- [TASK INSTRUCTIONS]: Print the lines that run from the line with "#[tokio::test]" to the line with "let trail = app.admin.audit_trail(50).unwrap();", keeping both end lines, exactly as they appear in the entries below, and nothing else.
** Opening RECORDS FOR THE TASK block **
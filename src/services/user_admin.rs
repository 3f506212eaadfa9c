// src/services/user_admin.rs

use serde_json::json;

use crate::{
    common::error::AppError,
    db::UserRepository,
    models::{
        audit::{AuditEntry, AuditEvent},
        auth::{Role, UserProfile, UserSession},
    },
    services::{audit::SecurityAudit, session::SessionController, session_cell::SessionCell},
};

/// Administração de perfis (users/{uid}) e leitura da trilha de auditoria.
#[derive(Clone)]
pub struct UserAdminService {
    users: UserRepository,
    cell: SessionCell,
    session: SessionController,
    audit: SecurityAudit,
}

impl UserAdminService {
    pub fn new(users: UserRepository, cell: SessionCell, session: SessionController, audit: SecurityAudit) -> Self {
        Self { users, cell, session, audit }
    }

    fn require_admin(&self) -> Result<UserSession, AppError> {
        let session = self.cell.require()?;
        if !session.role.is_admin() {
            return Err(AppError::Forbidden);
        }
        Ok(session)
    }

    pub async fn list_users(&self) -> Result<Vec<UserProfile>, AppError> {
        self.require_admin()?;
        let mut users = self.users.list().await?;
        users.sort_by(|a, b| a.email.cmp(&b.email));
        Ok(users)
    }

    pub async fn change_role(&self, uid: &str, role: Role) -> Result<(), AppError> {
        let admin = self.require_admin()?;
        if self.users.find(uid).await?.is_none() {
            return Err(AppError::NotFound(uid.to_string()));
        }

        self.users.set_role(uid, role).await?;
        self.session.apply_role_change(uid, role);
        self.audit.record(
            AuditEvent::RoleChanged,
            json!({ "uid": uid, "role": role, "changedBy": admin.email }),
        );
        Ok(())
    }

    pub fn audit_trail(&self, limit: usize) -> Result<Vec<AuditEntry>, AppError> {
        self.require_admin()?;
        Ok(self.audit.recent(limit))
    }
}

#[cfg(test)]
mod tests {
    use super::*;
    use crate::test_support;

    #[tokio::test]
    async fn admin_changes_roles_and_reads_the_trail() {
        let app = test_support::app().await;
        test_support::sign_in_new_user(&app, "ana@studio.com").await;
        let ana = app.session.current().unwrap().uid;
        assert!(matches!(app.admin.list_users().await.unwrap_err(), AppError::Forbidden));

        app.session
            .logout(crate::services::session::LogoutReason::UserRequested)
            .await;
        test_support::sign_in_admin(&app).await;

        app.admin.change_role(&ana, Role::Admin).await.unwrap();
        let users = app.admin.list_users().await.unwrap();
        assert_eq!(users.len(), 2);
        assert!(users.iter().all(|u| u.role == Role::Admin));

        let trail = app.admin.audit_trail(50).unwrap();
        assert!(trail.iter().any(|e| e.event == AuditEvent::RoleChanged));

        let err = app.admin.change_role("inexistente", Role::User).await.unwrap_err();
        assert!(matches!(err, AppError::NotFound(_)));
    }
}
** Closing RECORDS FOR THE TASK block **
- [EXERCISE SOLUTION]:
    #[tokio::test]
    async fn admin_changes_roles_and_reads_the_trail() {
        let app = test_support::app().await;
        test_support::sign_in_new_user(&app, "ana@studio.com").await;
        let ana = app.session.current().unwrap().uid;
        assert!(matches!(app.admin.list_users().await.unwrap_err(), AppError::Forbidden));

        app.session
            .logout(crate::services::session::LogoutReason::UserRequested)
            .await;
        test_support::sign_in_admin(&app).await;

        app.admin.change_role(&ana, Role::Admin).await.unwrap();
        let users = app.admin.list_users().await.unwrap();
        assert_eq!(users.len(), 2);
        assert!(users.iter().all(|u| u.role == Role::Admin));

        let trail = app.admin.audit_trail(50).unwrap();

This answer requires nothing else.